Credit card fraud is a large problem, with the Federal Trade Commission (FTC) collecting more than 167,000 reports of fraudulent credit card activity in 2018.
The good news: If you are a victim of credit card fraud, your responsibility for the fraudulent charges will be capped at $50 and-with many card issuers-you won't be responsible for any charges made to your account. But reporting credit card fraud through the proper channels is just the first step. In addition to filing fraud reports and ordering a new card, you should consider putting a credit freeze on your accounts and checking your financial statements on an ongoing basis for any unusual activity.
Understanding the difference between credit card fraud and identity theft
Identity theft takes place when a person's key identifying information, such as their name or Social Security Number, is wrongfully obtained and used for economic gain or some other malicious purpose.
Credit card fraud occurs when a consumer's credit card account is used without their permission or a new account is created in their name.
Types of credit card fraud
Credit card fraud can take many different forms. Here are the main things to watch out for:
- Lost or stolen cards
A card may be picked up and used after falling from your pocket, or get taken from your wallet or mailbox. Both of these situations are considered fraud.
- Account takeovers
Takeovers occur when a fraudster contacts your card issuer and pretends to be you, then orders a new card to their address.
- Counterfeit cards
Electronic devices, like skimmers, can be used by fraudsters to copy your card information when they use it to debit your account, and then reprint it on another card.
- "Card Not Present" (CNP) transactions
If a fraudster acquires your card number and uses it without the physical card present-e.g., in an online purchase-this constitutes a CNP transaction.
- Falsified credit applications
Many card issuers mail out "pre-approved" credit card offers. A fraudster can intercept one of these offers and complete it to get a new card in their name. While credit card applications from major card issuers will require many different proofs of identity to finalize approval and prevent fraudsters from opening these pre-approved lines of credit, victims of identity theft should review their credit report regularly to avoid fraud.
How to report credit card fraud
If you think you see fraudulent activity on your card, however, don't hesitate to take action and contact your credit card issuer to make a report. You won't be liable for transactions made without your authorization, but it's important to put a stop to fraud as quickly as possible.
Start with your card issuer
- Contact your card issuer via the phone number on the back of the card or the issuer website's live-agent chat.

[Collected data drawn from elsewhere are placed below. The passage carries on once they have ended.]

//! Multi-file loading.
//!
//! The entry file may list other files under `include`. Each included file
//! contributes whole top-level sections; a section defined twice is an error.

use crate::{resolve_env_vars, Config, ConfigError};
use std::collections::{HashMap, HashSet};
use std::path::{Path, PathBuf};

/// Loads a configuration file together with its includes.
pub struct ConfigLoader {
	/// Directory relative include paths are resolved against.
	base_path: PathBuf,
	/// Canonical paths already read.
	loaded_files: HashSet<PathBuf>,
	/// Top-level section name to the file that defined it.
	section_sources: HashMap<String, PathBuf>,
}

impl ConfigLoader {
	pub fn new(base_path: impl AsRef<Path>) -> Self {
		Self {
			base_path: base_path.as_ref().to_path_buf(),
			loaded_files: HashSet::new(),
			section_sources: HashMap::new(),
		}
	}

	/// Reads `config_path`, merges its includes and parses the result.
	pub async fn load_config(
		&mut self,
		config_path: impl AsRef<Path>,
	) -> Result<Config, ConfigError> {
		let entry_path = self.resolve_path(config_path);
		let content = self.read_file(&entry_path).await?;
		let mut root: toml::Value = toml::from_str(&content)?;

		let includes = include_paths(&root)?;
		if includes.is_empty() {
			return content.parse();
		}

		let table = root
			.as_table_mut()
			.ok_or_else(|| ConfigError::Parse("Configuration root must be a table".into()))?;
		table.remove("include");
		for key in table.keys() {
			self.section_sources.insert(key.clone(), entry_path.clone());
		}

		for include in includes {
			let path = self.resolve_path(&include);
			let included: toml::Value = toml::from_str(&self.read_file(&path).await?)?;
			let Some(sections) = included.as_table() else {
				continue;
			};
			for (key, value) in sections {
				if let Some(previous) = self.section_sources.get(key) {
					return Err(ConfigError::Validation(format!(
						"Duplicate section '{}' found in {} and {}",
						key,
						previous.display(),
						path.display()
					)));
				}
				self.section_sources.insert(key.clone(), path.clone());
				table.insert(key.clone(), value.clone());
			}
		}

		let merged = toml::to_string(&root).map_err(|e| {
			ConfigError::Parse(format!("Failed to serialize merged configuration: {}", e))
		})?;
		merged.parse()
	}

	/// Reads a file once, substituting environment variables.
	async fn read_file(&mut self, path: &Path) -> Result<String, ConfigError> {
		let canonical = path.canonicalize().map_err(|e| {
			ConfigError::Io(std::io::Error::new(
				std::io::ErrorKind::NotFound,
				format!("Cannot resolve path {}: {}", path.display(), e),
			))
		})?;
		if !self.loaded_files.insert(canonical.clone()) {
			return Err(ConfigError::Validation(format!(
				"Circular include detected: {} was already loaded",
				canonical.display()
			)));
		}

		let content = tokio::fs::read_to_string(path).await?;
		resolve_env_vars(&content)
	}

	fn resolve_path(&self, path: impl AsRef<Path>) -> PathBuf {
		let path = path.as_ref();
		if path.is_absolute() {
			path.to_path_buf()
		} else {
			self.base_path.join(path)
		}
	}
}

/// `include` accepts a single path or an array of paths.
fn include_paths(root: &toml::Value) -> Result<Vec<PathBuf>, ConfigError> {
	match root.get("include") {
		None => Ok(Vec::new()),
		Some(toml::Value::String(path)) => Ok(vec![PathBuf::from(path)]),
		Some(toml::Value::Array(items)) => items
			.iter()
			.map(|item| {
				item.as_str().map(PathBuf::from).ok_or_else(|| {
					ConfigError::Validation("Include array must contain only strings".into())
				})
			})
			.collect(),
		Some(_) => Err(ConfigError::Validation(
			"Include must be a string or array of strings".into(),
		)),
	}
}

#[cfg(test)]
mod tests {
	use super::*;
	use std::fs;
	use tempfile::TempDir;

	const SERVICE: &str = "[service]\nid = \"loader-test\"\n";

	const RPC: &str = r#"
[rpc]
default_network = "mainnet"

[[rpc.providers]]
name = "primary"
mainnet_url = "https://primary.example"
"#;

	const DELIVERY: &str = r#"
[delivery.adapters.email]
relay_endpoint = "https://relay.example"
from_address = "noreply@example.com"
"#;

	#[tokio::test]
	async fn test_single_file() {
		let dir = TempDir::new().unwrap();
		fs::write(
			dir.path().join("civic.toml"),
			format!("{}{}{}", SERVICE, RPC, DELIVERY),
		)
		.unwrap();

		let config = ConfigLoader::new(dir.path()).load_config("civic.toml").await.unwrap();
		assert_eq!(config.service.id, "loader-test");
	}

	#[tokio::test]
	async fn test_includes_are_merged() {
		let dir = TempDir::new().unwrap();
		fs::write(
			dir.path().join("main.toml"),
			format!("include = [\"rpc.toml\", \"delivery.toml\"]\n{}", SERVICE),
		)
		.unwrap();
		fs::write(dir.path().join("rpc.toml"), RPC).unwrap();
		fs::write(dir.path().join("delivery.toml"), DELIVERY).unwrap();

		let config = ConfigLoader::new(dir.path()).load_config("main.toml").await.unwrap();
		assert_eq!(config.rpc.providers[0].provider.name, "primary");
		assert!(config.delivery.adapters.contains_key("email"));
	}

	#[tokio::test]
	async fn test_duplicate_section_rejected() {
		let dir = TempDir::new().unwrap();
		fs::write(
			dir.path().join("main.toml"),
			format!("include = \"rpc.toml\"\n{}{}{}", SERVICE, RPC, DELIVERY),
		)
		.unwrap();
		fs::write(dir.path().join("rpc.toml"), RPC).unwrap();

		let err = ConfigLoader::new(dir.path())
			.load_config("main.toml")
			.await
			.unwrap_err();
		assert!(err.to_string().contains("Duplicate section 'rpc'"));
	}

	#[tokio::test]
	async fn test_self_include_rejected() {
		let dir = TempDir::new().unwrap();
		fs::write(
			dir.path().join("main.toml"),
			format!("include = \"main.toml\"\n{}", SERVICE),
		)
		.unwrap();

		let err = ConfigLoader::new(dir.path())
			.load_config("main.toml")
			.await
			.unwrap_err();
		assert!(err.to_string().contains("Circular include"));
	}

	#[tokio::test]
	async fn test_missing_include() {
		let dir = TempDir::new().unwrap();
		fs::write(
			dir.path().join("main.toml"),
			format!("include = \"absent.toml\"\n{}", SERVICE),
		)
		.unwrap();

		let err = ConfigLoader::new(dir.path())
			.load_config("main.toml")
			.await
			.unwrap_err();
		assert!(matches!(err, ConfigError::Io(_)));
	}

	#[tokio::test]
	async fn test_from_file_resolves_relative_includes() {
		let dir = TempDir::new().unwrap();
		fs::write(
			dir.path().join("main.toml"),
			format!("include = [\"rpc.toml\"]\n{}{}", SERVICE, DELIVERY),
		)
		.unwrap();
		fs::write(dir.path().join("rpc.toml"), RPC).unwrap();

		let path = dir.path().join("main.toml");
		let config = Config::from_file(path.to_str().unwrap()).await.unwrap();
		assert_eq!(config.rpc.providers.len(), 1);
	}
}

- Tell the customer service representative that you think you were the victim of fraud. The agent may have you confirm recent transactions to be sure any authentic purchases are processed correctly.
- Ask for your account(s) to be suspended or closed. Be sure to change any passwords or PINs you think may have been compromised.
Contact the credit bureaus
- Reach out to one of the three bureaus (Equifax, Experian or TransUnion); confirm your identity and ask for a free fraud alert to be linked to your report. Once the alert is placed, it will become much harder for fraudsters to use your information maliciously. Note that you only need to order a fraud alert with one bureau: the others will be notified automatically.
- You can extend the default fraud alert lifespan (one year) to seven years, but you'll need a police report or the Federal Trade Commission report to do this.
Notify the authorities
- Fill out an identity theft report with the FTC at IdentityTheft.gov. The FTC is a federal law enforcement agency, so if you inform them that you are the victim of fraud, you won't have to file a police report locally.
- If you do opt to file a police report, bring the Identity Theft Report that you complete for the FTC, and make sure you make a copy for your records.
Protect your identity and prevent credit card fraud in the future
When you know how credit card fraud occurs, you can take steps to prevent fraud in the future.
Understand the threats
This guide is just one of the many resources available to understand and combat identity theft-including credit card fraud. Browse the FTC and Consumer Financial Protection Bureau (CFPB) websites for more guidance on the forms that identity theft can take.
Carefully review your credit card statements
Sometimes, the first evidence of credit card fraud is on your card statements. To maintain even more control of your card account, use your bank's mobile app or website to regularly verify charges.
Order your free credit report as often as you can
You can order one free credit report annually from each of the credit bureaus. Consider rotating your free credit reports: by getting one every four months, you can stay informed of any reported changes to your credit profile.
Protect your information, online and off
Shred any piece of paper that has your credit card number on it, and don't write down your card number anywhere that thieves might be able to access it.
Also, be vigilant about protecting your card use online by only filling out card information on websites you trust. You can look for the lock icon in your browser's address bar to be sure you're buying from a secure site.
Watch for and report credit card fraud
Credit card fraud can happen to anyone, so remember to practice good data management to keep your personal information out of fraudsters' hands.